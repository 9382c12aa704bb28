//! Package set documents.
//!
//! A package set is one YAML document from the store describing a window
//! manager, a desktop environment or a common set. Apart from `metadata`,
//! every top-level key is a category holding an ordered list of package
//! identifiers:
//!
//! ```yaml
//! metadata:
//!   name: sway
//!   type: window-manager
//!   description: i3-compatible Wayland compositor
//! core: [sway, waybar]
//! terminals: [foot]
//! ```

use std::fs;
use std::path::{Path, PathBuf};
use std::str::FromStr;

use serde::{Deserialize, Serialize};
use serde_yaml::{Mapping, Value};

use crate::error::{BootcraftError, Result};
use crate::package_utils::{dedup_preserving_order, is_single_line, is_valid_identifier};
use crate::types::SetKind;

const METADATA_KEY: &str = "metadata";

/// A named, ordered group of package identifiers
#[derive(Debug, Clone, PartialEq, Eq, Serialize)]
pub struct Category {
    pub name: String,
    pub packages: Vec<String>,
}

impl Category {
    pub fn new(name: impl Into<String>, packages: Vec<String>) -> Self {
        Self {
            name: name.into(),
            packages,
        }
    }
}

#[derive(Debug, Deserialize)]
struct RawMetadata {
    name: Option<String>,
    #[serde(rename = "type")]
    kind: Option<String>,
    #[serde(default)]
    description: String,
    homepage: Option<String>,
}

/// One parsed store document. Immutable once loaded.
#[derive(Debug, Clone, PartialEq, Eq)]
pub struct PackageSet {
    pub name: String,
    pub kind: SetKind,
    pub description: String,
    pub homepage: Option<String>,
    /// Categories in document order
    pub categories: Vec<Category>,
    /// Document the set was parsed from
    pub source: PathBuf,
}

impl PackageSet {
    /// Read and parse a package set document
    pub fn load_from_file<P: AsRef<Path>>(path: P) -> Result<Self> {
        let path = path.as_ref();
        let content = fs::read_to_string(path).map_err(|e| BootcraftError::io(path, e))?;
        Self::from_yaml_str(&content, path)
    }

    /// Parse a package set from YAML text; `source` is used for diagnostics
    pub fn from_yaml_str(content: &str, source: &Path) -> Result<Self> {
        let doc: Value = serde_yaml::from_str(content)
            .map_err(|e| BootcraftError::parse(source, format!("invalid YAML: {}", e)))?;

        let Value::Mapping(map) = doc else {
            return Err(BootcraftError::parse(source, "document must be a mapping"));
        };

        let metadata = map
            .get(METADATA_KEY)
            .ok_or_else(|| BootcraftError::parse(source, "missing metadata section"))?;
        let metadata: RawMetadata = serde_yaml::from_value(metadata.clone())
            .map_err(|e| BootcraftError::parse(source, format!("invalid metadata: {}", e)))?;

        let name = match metadata.name {
            Some(name) if !name.trim().is_empty() => name,
            _ => return Err(BootcraftError::parse(source, "missing metadata.name")),
        };
        if !is_single_line(&name) {
            return Err(BootcraftError::parse(source, "metadata.name must be a single line"));
        }
        let kind_str = metadata
            .kind
            .ok_or_else(|| BootcraftError::parse(source, "missing metadata.type"))?;
        let kind = SetKind::from_str(&kind_str).map_err(|_| {
            BootcraftError::parse(source, format!("unknown metadata.type '{}'", kind_str))
        })?;

        let mut categories = Vec::new();
        for (key, value) in &map {
            let Value::String(category) = key else {
                return Err(BootcraftError::parse(source, "category names must be strings"));
            };
            if category == METADATA_KEY {
                continue;
            }
            if category.trim().is_empty() || !is_single_line(category) {
                return Err(BootcraftError::parse(
                    source,
                    format!("invalid category name {:?}", category),
                ));
            }
            categories.push(Category::new(
                category.clone(),
                parse_category(category, value, source)?,
            ));
        }

        Ok(Self {
            name,
            kind,
            description: metadata.description,
            homepage: metadata.homepage,
            categories,
            source: source.to_path_buf(),
        })
    }

    /// Serialize back into the store document format
    pub fn to_yaml(&self) -> Result<String> {
        let mut metadata = Mapping::new();
        metadata.insert("name".into(), self.name.clone().into());
        metadata.insert("type".into(), self.kind.to_string().into());
        metadata.insert("description".into(), self.description.clone().into());
        if let Some(homepage) = &self.homepage {
            metadata.insert("homepage".into(), homepage.clone().into());
        }

        let mut doc = Mapping::new();
        doc.insert(METADATA_KEY.into(), Value::Mapping(metadata));
        for category in &self.categories {
            let packages = category
                .packages
                .iter()
                .map(|p| Value::String(p.clone()))
                .collect();
            doc.insert(category.name.clone().into(), Value::Sequence(packages));
        }

        serde_yaml::to_string(&Value::Mapping(doc))
            .map_err(|e| BootcraftError::parse(&self.source, e.to_string()))
    }

    /// Look up a category by name
    pub fn category(&self, name: &str) -> Option<&[String]> {
        self.categories
            .iter()
            .find(|c| c.name == name)
            .map(|c| c.packages.as_slice())
    }

    /// Every identifier in the set, deduplicated, in document order
    pub fn flatten(&self) -> Vec<String> {
        dedup_preserving_order(
            self.categories
                .iter()
                .flat_map(|c| c.packages.iter().cloned()),
        )
    }

    /// Total number of identifiers across categories, duplicates included
    pub fn package_count(&self) -> usize {
        self.categories.iter().map(|c| c.packages.len()).sum()
    }
}

fn parse_category(category: &str, value: &Value, source: &Path) -> Result<Vec<String>> {
    let Value::Sequence(items) = value else {
        return Err(BootcraftError::parse(
            source,
            format!("category '{}' must be a sequence of package names", category),
        ));
    };

    items
        .iter()
        .map(|item| match item {
            Value::String(id) if is_valid_identifier(id) => Ok(id.clone()),
            Value::String(id) => Err(BootcraftError::parse(
                source,
                format!("category '{}' has invalid package name '{}'", category, id),
            )),
            _ => Err(BootcraftError::parse(
                source,
                format!("category '{}' must only contain strings", category),
            )),
        })
        .collect()
}

#[cfg(test)]
mod tests {
    use super::*;

    const SWAY: &str = r#"
metadata:
  name: sway
  type: window-manager
  description: i3-compatible Wayland compositor
  homepage: https://swaywm.org
core:
  - sway
  - waybar
terminals:
  - foot
"#;

    fn parse(content: &str) -> Result<PackageSet> {
        PackageSet::from_yaml_str(content, Path::new("test.yml"))
    }

    #[test]
    fn test_parse_package_set() {
        let set = parse(SWAY).unwrap();
        assert_eq!(set.name, "sway");
        assert_eq!(set.kind, SetKind::WindowManager);
        assert_eq!(set.homepage.as_deref(), Some("https://swaywm.org"));
        assert_eq!(set.categories.len(), 2);
        assert_eq!(set.categories[0].name, "core");
        assert_eq!(set.category("core").unwrap(), ["sway", "waybar"]);
        assert_eq!(set.category("terminals").unwrap(), ["foot"]);
        assert_eq!(set.package_count(), 3);
    }

    #[test]
    fn test_category_order_follows_document() {
        let set = parse(
            "metadata: {name: x, type: common}\nzeta: [a]\nalpha: [b]\nmid: [c]\n",
        )
        .unwrap();
        let names: Vec<_> = set.categories.iter().map(|c| c.name.as_str()).collect();
        assert_eq!(names, vec!["zeta", "alpha", "mid"]);
    }

    #[test]
    fn test_missing_metadata_name() {
        let err = parse("metadata: {type: common}\ncore: [bash]\n").unwrap_err();
        assert!(err.is_parse());
        assert!(err.to_string().contains("metadata.name"));
    }

    #[test]
    fn test_missing_metadata_type() {
        let err = parse("metadata: {name: base}\ncore: [bash]\n").unwrap_err();
        assert!(err.to_string().contains("metadata.type"));
    }

    #[test]
    fn test_missing_metadata_section() {
        let err = parse("core: [bash]\n").unwrap_err();
        assert!(err.to_string().contains("metadata"));
    }

    #[test]
    fn test_unknown_type() {
        let err = parse("metadata: {name: x, type: compositor}\n").unwrap_err();
        assert!(err.to_string().contains("compositor"));
    }

    #[test]
    fn test_category_not_a_sequence() {
        let err = parse("metadata: {name: x, type: common}\ncore: bash\n").unwrap_err();
        assert!(err.to_string().contains("'core'"));

        let err = parse("metadata: {name: x, type: common}\ncore:\n").unwrap_err();
        assert!(err.is_parse());
    }

    #[test]
    fn test_category_with_non_string_item() {
        let err = parse("metadata: {name: x, type: common}\ncore: [bash, {a: b}]\n").unwrap_err();
        assert!(err.to_string().contains("only contain strings"));
    }

    #[test]
    fn test_category_with_blank_item() {
        let err = parse("metadata: {name: x, type: common}\ncore: [bash, '']\n").unwrap_err();
        assert!(err.is_parse());
    }

    #[test]
    fn test_not_a_mapping() {
        assert!(parse("- a\n- b\n").unwrap_err().is_parse());
        assert!(parse("metadata: [\n").unwrap_err().is_parse());
    }

    #[test]
    fn test_multiline_category_name_rejected() {
        let err = parse("metadata: {name: x, type: common}\n\"core\\nFROM evil\": [bash]\n")
            .unwrap_err();
        assert!(err.is_parse());
        assert!(err.to_string().contains("invalid category name"));
    }

    #[test]
    fn test_multiline_name_rejected() {
        let err = parse("metadata: {name: \"x\\nRUN y\", type: common}\ncore: [bash]\n")
            .unwrap_err();
        assert!(err.to_string().contains("single line"));
    }

    #[test]
    fn test_empty_category_allowed() {
        let set = parse("metadata: {name: x, type: common}\ncore: []\n").unwrap();
        assert_eq!(set.category("core").unwrap().len(), 0);
    }

    #[test]
    fn test_to_yaml_roundtrip() {
        let set = parse(SWAY).unwrap();
        let yaml = set.to_yaml().unwrap();
        let reparsed = parse(&yaml).unwrap();
        assert_eq!(reparsed.categories, set.categories);
        assert_eq!(reparsed.name, set.name);
        assert_eq!(reparsed.kind, set.kind);
        assert_eq!(reparsed.homepage, set.homepage);
    }

    #[test]
    fn test_flatten_dedups() {
        let set = parse("metadata: {name: x, type: common}\na: [bash, vim]\nb: [vim, git]\n").unwrap();
        assert_eq!(set.flatten(), vec!["bash", "vim", "git"]);
    }
}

**Work instruction**
Although the records may continue, retype only the lines from the first one through the one containing "of package identifiers", exactly as they appear.

**Result of the exercise**
repository 9382c12aa704bb28
//! Package set documents.
//!
//! A package set is one YAML document from the store describing a window
//! manager, a desktop environment or a common set. Apart from `metadata`,
//! every top-level key is a category holding an ordered list of package
//! identifiers:
//!
//! ```yaml
//! metadata:
//!   name: sway
//!   type: window-manager
//!   description: i3-compatible Wayland compositor
//! core: [sway, waybar]
//! terminals: [foot]
//! ```

use std::fs;
use std::path::{Path, PathBuf};
use std::str::FromStr;

use serde::{Deserialize, Serialize};
use serde_yaml::{Mapping, Value};

use crate::error::{BootcraftError, Result};
use crate::package_utils::{dedup_preserving_order, is_single_line, is_valid_identifier};
use crate::types::SetKind;

const METADATA_KEY: &str = "metadata";

/// A named, ordered group of package identifiers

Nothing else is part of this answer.